One must understand that the means test is just a financial formula that attempts to predict whether you can afford to pay off some or all of your debts. If you fall into that category of being able to pay your debts back you might be pushed into a Chapter 13 bankruptcy instead of the Chapter 7 bankruptcy you were trying to file. In a nutshell, Congress created the means test to decide what type of bankruptcy filing is appropriate for the debtor.

When Congress created the means test they were attempting to make a uniform method that would make debtors that had the resources, pay back part or all of their debts in a Chapter 13 bankruptcy payment plan. The nuts and bolts of the test are basically an income versus expenses test. What's funny is, someone filing for bankruptcy already had to fill out an income and expenses form that was added to bankruptcy law in 1986. Even though the Congress changed the code with the addition of the means test they still left the previous test intact. The actual income and expenses test considers your current income and household expenses and projects them into the future. This form will actually looks closer to a person's household budget.
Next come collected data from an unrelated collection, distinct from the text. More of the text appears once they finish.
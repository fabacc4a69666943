use axum::{
    extract::{Path, Query, State},
    http::StatusCode,
    Json,
};
use salonbook_core::{
    errors::BookingError,
    models::booking::{Booking, BookingDetails, BookingHistoryQuery, ReserveRequest},
};
use salonbook_db::engine::{history, reservation};
use std::sync::Arc;
use uuid::Uuid;

use crate::{middleware::error_handling::AppError, ApiState};

#[axum::debug_handler]
pub async fn reserve(
    State(state): State<Arc<ApiState>>,
    Json(payload): Json<ReserveRequest>,
) -> Result<(StatusCode, Json<Booking>), AppError> {
    let booking = reservation::reserve(&state.db_pool, &payload).await?;

    Ok((StatusCode::CREATED, Json(booking)))
}

/// Booking history of either a client or a staff member.
#[axum::debug_handler]
pub async fn list_bookings(
    State(state): State<Arc<ApiState>>,
    Query(query): Query<BookingHistoryQuery>,
) -> Result<Json<Vec<BookingDetails>>, AppError> {
    let bookings = match (query.client_id.as_deref(), query.staff_id) {
        (Some(client_id), None) => history::bookings_for_client(&state.db_pool, client_id).await?,
        (None, Some(staff_id)) => history::bookings_for_staff(&state.db_pool, staff_id).await?,
        _ => {
            return Err(AppError(BookingError::InvalidInput(
                "Exactly one of client_id or staff_id must be given".to_string(),
            )));
        }
    };

    Ok(Json(bookings))
}

#[axum::debug_handler]
pub async fn cancel_booking(
    State(state): State<Arc<ApiState>>,
    Path(id): Path<Uuid>,
) -> Result<StatusCode, AppError> {
    reservation::cancel(&state.db_pool, id).await?;

    Ok(StatusCode::NO_CONTENT)
}

#[axum::debug_handler]
pub async fn complete_booking(
    State(state): State<Arc<ApiState>>,
    Path(id): Path<Uuid>,
) -> Result<Json<Booking>, AppError> {
    let booking = reservation::complete(&state.db_pool, id).await?;

    Ok(Json(booking))
}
The formula for the means test uses the last six months income along with a mixture of expenses that might be capped due to IRS allowances. With the addition of this and many other nuggets added to the bankruptcy code it's become inevitable that people should hire a bankruptcy attorney to help them navigate the complexity of the code. Where the debtor can help is to provide their bankruptcy attorney with all financial information including proof of past and present income and all their household expenses. The bankruptcy code was written by attorneys and it seems it needs to be understood by attorneys also.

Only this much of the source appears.